2. I interpret Simon White's paper differently. I don't want to play guessing games about what the most plausible is. I value this paper because it proposes a test. It says that IF the dark matter is made of suchandsuch lightest Susy THEN if we look in a particular spot we will see gamma radiation. And just this year we sent up a gammaray observatory initially called GLAST and then renamed Fermi. So this is a practical doable test. We can tell Fermi to look there and if it does not see radiation that will falsify. That is cool. It is cool to rule out possibilities.

 

3. I want to stress that I don't reflect any body of expert opinion about this. I don't follow the current expert hunches about dark matter candidates.
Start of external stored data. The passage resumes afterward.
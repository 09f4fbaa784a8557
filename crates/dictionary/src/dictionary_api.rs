// https://dictionaryapi.dev/ - free, english only, answers unknown words with a 404

use reqwest::Url;

use crate::dictionary::{MeaningGroup, Word};
use crate::http::HttpClient;
use crate::{LookupError, LookupResult};

pub(crate) const DICTIONARY_API_URL: &str = "https://api.dictionaryapi.dev/api/v2/entries/en";

pub(crate) async fn get_definition(client: &dyn HttpClient, base: &Url, word: &str) -> LookupResult {
    let Some(url) = entry_url(base, word) else {
        tracing::warn!(word, "word cannot be used as a path segment");
        return Err(LookupError::NotFound);
    };
    tracing::debug!(%url, "requesting definition");

    let body = client.get(&url).await.map_err(|error| {
        tracing::warn!(word, %error, "dictionary request failed");
        LookupError::NotFound
    })?;

    // Only the head of the array is consulted, later candidates are dropped.
    let entry = first_entry(&body).map_err(|error| {
        tracing::warn!(word, %error, "could not decode dictionary response");
        LookupError::Unavailable
    })?;
    let Some(entry) = entry else {
        tracing::warn!(word, "dictionary response contained no entries");
        return Err(LookupError::Unavailable);
    };

    if !entry.matches(word) {
        tracing::warn!(word, headword = %entry.word, "headword does not match query");
        return Err(LookupError::Unavailable);
    }
    if entry.meanings.is_empty() {
        tracing::warn!(word, "entry has no meanings");
        return Err(LookupError::Unavailable);
    }

    let groups: Vec<MeaningGroup> = entry.meanings.into_iter().map(MeaningGroup::from).collect();
    tracing::debug!(word, groups = groups.len(), "definition found");
    Ok(groups)
}

/// Appends `word` to `base` as a single percent-encoded path segment.
///
/// `.` and `..` are dot segments that a url parser drops (even when
/// percent-encoded), so they have no url of their own.
pub(crate) fn entry_url(base: &Url, word: &str) -> Option<Url> {
    if word == "." || word == ".." {
        return None;
    }
    let mut url = base.clone();
    url.path_segments_mut().ok()?.pop_if_empty().push(word);
    Some(url)
}

fn first_entry(body: &str) -> Result<Option<Word>, serde_json::Error> {
    let entries: Vec<serde_json::Value> = serde_json::from_str(body)?;
    entries
        .into_iter()
        .next()
        .map(serde_json::from_value)
        .transpose()
}
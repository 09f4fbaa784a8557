use askama::Template;
use dictionary::{LookupError, MeaningGroup};

use crate::form::{FormDescriptor, ProgressKind, RenderFragment};

#[derive(Template)]
#[template(
    source = r#"<!DOCTYPE html>
<html lang="en">
  <head>
    <meta charset="utf-8">
    <title>Dictionary</title>
    <style>
      .throbber { margin-left: 0.5em; font-style: italic; }
      .definition-part-of-speech { margin-top: 1em; }
      .definition-value-item { margin-left: 1.5em; }
    </style>
  </head>
  <body>
    <form id="{{ form.id }}" method="post" action="{{ action }}">
      <label for="edit-{{ form.word.name }}">{{ form.word.title }}</label>
      <input type="text" id="edit-{{ form.word.name }}" name="{{ form.word.name }}" maxlength="{{ form.word.max_length }}" size="{{ form.word.size }}"{% if form.word.required %} required{% endif %}>
      <div class="description">{{ form.word.description }}</div>
      <button type="submit" id="edit-find-word">{{ form.submit.label }}</button>
      <span id="{{ form.id }}-progress" class="{{ progress_class }}" hidden>{{ form.submit.progress.message }}</span>
      <div id="{{ form.output_region }}"></div>
    </form>
    <script>
      (() => {
        const form = document.getElementById('{{ form.id }}');
        const button = document.getElementById('edit-find-word');
        const input = document.getElementById('edit-{{ form.word.name }}');
        const progress = document.getElementById('{{ form.id }}-progress');
        button.addEventListener('{{ form.submit.event }}', async (event) => {
          event.preventDefault();
          if (!form.reportValidity()) {
            return;
          }
          progress.hidden = false;
          button.disabled = true;
          try {
            const response = await fetch(form.action, {
              method: 'POST',
              body: new URLSearchParams(new FormData(form)),
            });
            const region = document.getElementById('{{ form.submit.target }}');
            if (response.ok) {
              region.outerHTML = await response.text();
            } else {
              region.textContent = '{{ failure_message }}';
            }
          } finally {
            progress.hidden = true;
            button.disabled = false;
            {% if !form.submit.disable_refocus %}input.focus();{% endif %}
          }
        });
      })();
    </script>
  </body>
</html>"#,
    ext = "html"
)]
struct PageTemplate<'a> {
    form: &'a FormDescriptor,
    action: &'a str,
    progress_class: &'static str,
    failure_message: String,
}

#[derive(Template)]
#[template(
    source = r#"<div id="{{ region }}">
{%- for group in groups %}
  <div class="definition-row">
    <div class="definition-part-of-speech"><strong><em>{{ group.part_of_speech }}</em></strong></div>
    <div class="definition-values">
    {%- for definition in group.definitions %}
      <div class="definition-value-item">{{ definition }}</div>
    {%- endfor %}
    </div>
    <hr/><br/>
  </div>
{%- endfor %}
{{- message -}}
</div>"#,
    ext = "html"
)]
struct FragmentTemplate<'a> {
    region: &'a str,
    groups: &'a [MeaningGroup],
    message: &'a str,
}

/// Full HTML page for `form`, posting submissions to `action`.
pub fn page(form: &FormDescriptor, action: &str) -> askama::Result<String> {
    let progress_class = match form.submit.progress.kind {
        ProgressKind::Throbber => "throbber",
    };
    PageTemplate {
        form,
        action,
        progress_class,
        failure_message: LookupError::Unavailable.to_string(),
    }
    .render()
}

/// Markup replacing the output region `region`.
pub fn fragment_markup(fragment: &RenderFragment, region: &str) -> askama::Result<String> {
    let no_groups: &[MeaningGroup] = &[];
    let (groups, message) = match fragment {
        RenderFragment::Empty => (no_groups, ""),
        RenderFragment::Definitions(groups) => (groups.as_slice(), ""),
        RenderFragment::Message(message) => (no_groups, message.as_str()),
    };
    FragmentTemplate {
        region,
        groups,
        message,
    }
    .render()
}

/// Plain text rendering for the terminal.
pub fn fragment_text(fragment: &RenderFragment) -> String {
    let mut out = String::new();
    match fragment {
        RenderFragment::Empty => {}
        RenderFragment::Message(message) => out.push_str(message),
        RenderFragment::Definitions(groups) => {
            for group in groups {
                out.push_str(&format!("    {}:\n", group.part_of_speech));
                for definition in &group.definitions {
                    out.push_str(&format!("        {definition}\n"));
                }
            }
        }
    }
    out
}

#[cfg(test)]
mod tests {
    use super::*;
    use crate::form::{DefinitionForm, OUTPUT_REGION_ID};

    fn groups() -> Vec<MeaningGroup> {
        vec![
            MeaningGroup {
                part_of_speech: "verb".to_string(),
                definitions: vec!["move fast".to_string(), "operate".to_string()],
            },
            MeaningGroup {
                part_of_speech: "noun".to_string(),
                definitions: vec!["an act of running".to_string()],
            },
        ]
    }

    #[test]
    fn empty_fragment_is_empty_container() {
        let html = fragment_markup(&RenderFragment::Empty, OUTPUT_REGION_ID).unwrap();
        assert_eq!(html, r#"<div id="definition-container"></div>"#);
    }

    #[test]
    fn message_fragment_is_text_in_container() {
        let fragment = RenderFragment::Message("Unable to find a definition".to_string());
        let html = fragment_markup(&fragment, OUTPUT_REGION_ID).unwrap();
        assert_eq!(
            html,
            r#"<div id="definition-container">Unable to find a definition</div>"#
        );
    }

    #[test]
    fn definitions_render_one_row_per_group() {
        let html =
            fragment_markup(&RenderFragment::Definitions(groups()), OUTPUT_REGION_ID).unwrap();
        assert!(html.starts_with(r#"<div id="definition-container">"#));
        assert_eq!(html.matches(r#"class="definition-row""#).count(), 2);
        assert_eq!(html.matches(r#"class="definition-value-item""#).count(), 3);
        assert_eq!(html.matches("<hr/><br/>").count(), 2);
        assert!(html.contains("<strong><em>verb</em></strong>"));

        let verb = html.find("verb").unwrap();
        let noun = html.find("noun").unwrap();
        let fast = html.find("move fast").unwrap();
        let operate = html.find("operate").unwrap();
        assert!(verb < fast && fast < operate && operate < noun);
    }

    #[test]
    fn definitions_are_escaped() {
        let fragment = RenderFragment::Definitions(vec![MeaningGroup {
            part_of_speech: "<b>noun</b>".to_string(),
            definitions: vec!["<script>alert(1)</script>".to_string()],
        }]);
        let html = fragment_markup(&fragment, OUTPUT_REGION_ID).unwrap();
        assert!(!html.contains("<script>"));
        assert!(!html.contains("<b>"));
        assert!(html.contains("&lt;script&gt;"));
    }

    #[test]
    fn page_contains_form_controls() {
        let form = DefinitionForm::new(dictionary::Dictionary::new()).render();
        let html = page(&form, "/definition").unwrap();
        assert!(html.contains(r#"<form id="dictionary_form""#));
        assert!(html.contains(r#"maxlength="256""#));
        assert!(html.contains(" required>"));
        assert!(html.contains("Find definition"));
        assert!(html.contains("Fetching definition ..."));
        assert!(html.contains(r#"<div id="definition-container"></div>"#));
        assert!(!html.contains("input.focus()"));
    }

    #[test]
    fn page_only_swaps_region_on_success() {
        let form = DefinitionForm::new(dictionary::Dictionary::new()).render();
        let html = page(&form, "/definition").unwrap();
        let guard = html.find("if (response.ok)").unwrap();
        let swap = html.find("region.outerHTML").unwrap();
        assert!(guard < swap);
        assert!(html.contains(
            "region.textContent = 'An error occurred trying to find a definition for the given word. Please try again later.'"
        ));
    }

    #[test]
    fn text_lists_groups_and_definitions() {
        let text = fragment_text(&RenderFragment::Definitions(groups()));
        assert_eq!(
            text,
            "    verb:\n        move fast\n        operate\n    noun:\n        an act of running\n"
        );
        assert_eq!(fragment_text(&RenderFragment::Empty), "");
        assert_eq!(
            fragment_text(&RenderFragment::Message("try again".to_string())),
            "try again"
        );
    }
}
Simply for what it's worth I will tell you my personal opinion.

 

We have seen and mapped the shape of DM clouds using weak gravitational lensing. MOND is dead. MOND and MACHO don't have a prayer. There is some form of matter out there. It's not my business what it is. I have enormous respect for Simon White and his astro colleagues. And I have hopes of new physics coming from LHC results in a couple of years or anyway several years. Susy is just a conjecture and might not be true, but something new will be true. Let LHC find particles and let people like Simon White design tests to eliminate the candidates and narrow the list. Again just my personal attitude.